South Korea reported 169 new infections on Wednesday, bringing the total to 1,146, the largest case so far outside of China, with the 11th death.

The vast majority of new infections (90%) are located in Daegu, the country’s fourth largest city, the outbreak center and the neighboring Gyeongsangbuk-do.

With a population of 2.5 million people, Daegu City is mostly deserted on the street, with the exception of a few stores that sell masks.

Authorities are encouraged to be extra careful and advise citizens to stay at home if they have fever or respiratory symptoms.

China isolated 94 air travelers arriving from Seoul to Nanjing after discovering that three Chinese people had a fever on the plane on Wednesday.

Iran has become an important hotspot in the Middle East and three more people died of COVID-19 disease on Tuesday.
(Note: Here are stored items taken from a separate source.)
use crate::error::ImageInputError;
use image::{DynamicImage, GenericImageView, RgbImage};

/// An image handed to the classifier, either still encoded or already decoded.
#[derive(Debug, Clone)]
pub enum ImageInput {
    Encoded(Vec<u8>),
    Decoded(DynamicImage),
}

impl From<Vec<u8>> for ImageInput {
    fn from(bytes: Vec<u8>) -> Self {
        ImageInput::Encoded(bytes)
    }
}

impl From<&[u8]> for ImageInput {
    fn from(bytes: &[u8]) -> Self {
        ImageInput::Encoded(bytes.to_vec())
    }
}

impl From<DynamicImage> for ImageInput {
    fn from(image: DynamicImage) -> Self {
        ImageInput::Decoded(image)
    }
}

impl From<RgbImage> for ImageInput {
    fn from(image: RgbImage) -> Self {
        ImageInput::Decoded(DynamicImage::ImageRgb8(image))
    }
}

impl ImageInput {
    /// Converts to the 8-bit RGB layout the engines consume.
    pub fn into_rgb(self) -> Result<RgbImage, ImageInputError> {
        let image = match self {
            ImageInput::Encoded(bytes) => decode(&bytes)?,
            ImageInput::Decoded(image) => image,
        };

        let (width, height) = image.dimensions();
        if width == 0 || height == 0 {
            return Err(ImageInputError::Empty { width, height });
        }

        Ok(image.into_rgb8())
    }
}

fn decode(bytes: &[u8]) -> Result<DynamicImage, ImageInputError> {
    let image_reader =
        image::ImageReader::new(std::io::Cursor::new(bytes)).with_guessed_format()?;
    Ok(image_reader.decode()?)
}

#[cfg(test)]
mod tests {
    use super::*;
    use image::{ImageBuffer, Rgb, Rgba};
    use std::io::Cursor;

    #[test]
    fn test_decode_png_bytes() {
        let img = ImageBuffer::<Rgba<u8>, Vec<u8>>::from_pixel(40, 30, Rgba([0, 255, 0, 255]));
        let mut image_data: Vec<u8> = Vec::new();
        img.write_to(&mut Cursor::new(&mut image_data), image::ImageFormat::Png)
            .unwrap();

        let rgb = ImageInput::from(image_data).into_rgb().unwrap();

        assert_eq!(rgb.dimensions(), (40, 30));
        assert_eq!(rgb.get_pixel(0, 0), &Rgb([0, 255, 0]));
    }

    #[test]
    fn test_garbage_bytes_are_rejected() {
        let result = ImageInput::from(vec![0u8; 100]).into_rgb();
        assert!(matches!(result, Err(ImageInputError::Decode(_))));
    }

    #[test]
    fn test_empty_image_is_rejected() {
        let result = ImageInput::from(RgbImage::new(0, 10)).into_rgb();
        assert!(matches!(
            result,
            Err(ImageInputError::Empty {
                width: 0,
                height: 10
            })
        ));
    }
}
The country has been working to curb the epidemic since the first two deaths of the country were announced in Kom last week. Qom is the center of Islamic studies and pilgrims and attracts scientists from abroad.

The land of US Secretary of State Mike Pompeo, on the brink of war with Iran earlier this year, said Washington was deeply concerned that Tehran “may have suppressed the outbreak there.”

Meanwhile, Italy, reportedly 10 people and more than 300 cases, blocked 11 cities and ordered a Serie A football match in an empty stadium.

A young man who returned from Italy to Croatia became the first case in the Balkans.

In the United States, where there are dozens of cases, health authorities are urging local governments, companies and schools to make plans, such as canceling mass meetings or switching to telecommuting, as the country prepares for further transmission of the virus.